In the first post of the series, I challenged the claim that in recent years the U.S. (via the Fed) has waged a “currency war,” seeking competitive advantage in trade by easing monetary policy and thereby weakening the foreign exchange value of the dollar. In this post I address a more subtle criticism of U.S. monetary policy: that changes in the Fed’s policy stance (tightening as well as easing) have had adverse effects on global financial markets, particularly markets in developing economies. Clearly, the Fed would not intentionally seek to destabilize financial markets, but if “financial stability spillovers” of U.S. monetary policy are in fact significant, they pose potential problems for both the U.S. and its trading partners.

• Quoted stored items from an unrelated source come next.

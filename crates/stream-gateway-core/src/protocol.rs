//! Wire types exchanged with the upstream automation service.

use serde::{Deserialize, Serialize};

/// Correlation id attached to every outbound request.
pub type RequestId = String;

/// Backend API invoked by a request.
#[derive(Debug, Clone, Copy, PartialEq, Eq, Hash, Serialize, Deserialize)]
#[serde(rename_all = "SCREAMING_SNAKE_CASE")]
pub enum ApiType {
    /// Fetch the contact list; answered on the shared stream.
    GetContact,
    /// Ask the backend to push a fresh login QR code.
    GetQrcode,
    /// Send a chat message.
    SendMessage,
    /// Log the bound account out.
    Logout,
    /// Keepalive.
    Heartbeat,
    /// Initialize a backend instance.
    Init,
}

impl ApiType {
    /// Whether the backend answers this API with a correlated reply on the stream.
    ///
    /// Every other API resolves as soon as the transport acknowledges the send.
    #[must_use]
    pub const fn expects_reply(self) -> bool {
        matches!(self, Self::GetContact)
    }
}

/// Discriminates frames pushed on the shared stream.
#[derive(Debug, Clone, Copy, PartialEq, Eq, Hash, Serialize, Deserialize)]
#[serde(rename_all = "SCREAMING_SNAKE_CASE")]
pub enum ResponseType {
    /// A login QR code for whichever session has not been bound yet.
    LoginQrcode,
    /// A QR code was scanned on a device.
    QrcodeScan,
    /// An account finished logging in.
    AccountLogin,
    /// An account logged out.
    AccountLogout,
    /// Contact list payload.
    ContactList,
    /// Incoming chat message.
    MessageReceive,
    /// Generic status change.
    StatusNotify,
}

impl ResponseType {
    /// Pushes broadcast to every session still waiting for an identity.
    #[must_use]
    pub const fn is_identity_assignment(self) -> bool {
        matches!(self, Self::LoginQrcode)
    }
}

/// Unary request sent to trigger backend work.
#[derive(Debug, Clone, PartialEq, Eq, Serialize, Deserialize)]
#[serde(rename_all = "camelCase")]
pub struct RequestObject {
    pub token: String,
    pub api_type: ApiType,
    /// JSON-encoded parameters, empty when the API takes none.
    pub params: String,
    pub request_id: RequestId,
}

impl RequestObject {
    /// Build a request, serializing `params` to JSON.
    ///
    /// # Errors
    /// Returns error if `params` cannot be serialized.
    pub fn new(
        token: impl Into<String>,
        api_type: ApiType,
        params: Option<&serde_json::Value>,
        request_id: impl Into<RequestId>,
    ) -> Result<Self, serde_json::Error> {
        let params = match params {
            Some(value) => serde_json::to_string(value)?,
            None => String::new(),
        };
        Ok(Self {
            token: token.into(),
            api_type,
            params,
            request_id: request_id.into(),
        })
    }
}

/// Acknowledgement of a unary request.
#[derive(Debug, Clone, Copy, PartialEq, Eq, Serialize, Deserialize)]
pub struct ResponseObject {
    pub result: bool,
}

/// Parameters of the long-lived subscription.
#[derive(Debug, Clone, PartialEq, Eq, Serialize, Deserialize)]
pub struct InitConfig {
    pub token: String,
}

/// One frame received on the shared stream.
#[derive(Debug, Clone, PartialEq, Eq, Serialize, Deserialize)]
#[serde(rename_all = "camelCase")]
pub struct StreamResponse {
    /// Empty for unsolicited pushes.
    #[serde(default)]
    pub request_id: RequestId,
    pub response_type: ResponseType,
    /// JSON payload, opaque to the gateway beyond identity extraction.
    #[serde(default)]
    pub data: String,
}

impl StreamResponse {
    /// Create an unsolicited push frame.
    #[must_use]
    pub fn push(response_type: ResponseType, data: impl Into<String>) -> Self {
        Self {
            request_id: RequestId::new(),
            response_type,
            data: data.into(),
        }
    }

    /// Create a reply frame for `request_id`.
    #[must_use]
    pub fn reply(
        request_id: impl Into<RequestId>,
        response_type: ResponseType,
        data: impl Into<String>,
    ) -> Self {
        Self {
            request_id: request_id.into(),
            response_type,
            data: data.into(),
        }
    }

    /// The correlation id, if this frame answers a request.
    #[must_use]
    pub fn correlation_id(&self) -> Option<&str> {
        if self.request_id.is_empty() {
            None
        } else {
            Some(&self.request_id)
        }
    }

    /// Parse the payload as JSON.
    ///
    /// # Errors
    /// Returns error if the payload is not valid JSON.
    pub fn payload(&self) -> Result<serde_json::Value, serde_json::Error> {
        serde_json::from_str(&self.data)
    }
}

#[cfg(test)]
mod tests {
    use super::*;

    #[test]
    fn test_only_contact_lookup_expects_reply() {
        assert!(ApiType::GetContact.expects_reply());
        assert!(!ApiType::SendMessage.expects_reply());
        assert!(!ApiType::GetQrcode.expects_reply());
    }

    #[test]
    fn test_request_params_serialization() {
        let req = RequestObject::new("tok", ApiType::GetContact, Some(&serde_json::json!({})), "r1")
            .unwrap();
        assert_eq!(req.params, "{}");

        let bare = RequestObject::new("tok", ApiType::Heartbeat, None, "r2").unwrap();
        assert!(bare.params.is_empty());
    }

    #[test]
    fn test_stream_response_wire_names() {
        let json = r#"{"requestId":"","responseType":"LOGIN_QRCODE","data":"{}"}"#;
        let frame: StreamResponse = serde_json::from_str(json).unwrap();
        assert_eq!(frame.response_type, ResponseType::LoginQrcode);
        assert!(frame.correlation_id().is_none());

        let reply = StreamResponse::reply("abc", ResponseType::ContactList, "[]");
        assert_eq!(reply.correlation_id(), Some("abc"));
    }
}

An example often cited in discussions of financial stability spillovers is the so-called “taper tantrum” of 2013. In May and June of that year, in my capacity as Fed chair, I publicly raised the possibility that the central bank could begin “later this year” to slow the pace of its asset purchases, initiated in the round of quantitative easing known as QE3. Although I was careful to say that short-term interest rates would remain low for a long time even after the “tapering” of asset purchases had begun, some market participants evidently interpreted statements by me and others at the Fed as signaling a possibly imminent rise in rates. The market volatility resulting from this shift of expectations—the “tantrum”—was felt particularly strongly by emerging-market economies. Emerging markets also experienced sharp outflows of financial capital (“hot money”), as international investors sought greater safety. The U.S. economy did not seem to be much affected by these developments, as growth continued in late 2013 and 2014, but some emerging-market economies came under stress, especially the so-called “fragile five”: Turkey, Brazil, India, South Africa, and Indonesia.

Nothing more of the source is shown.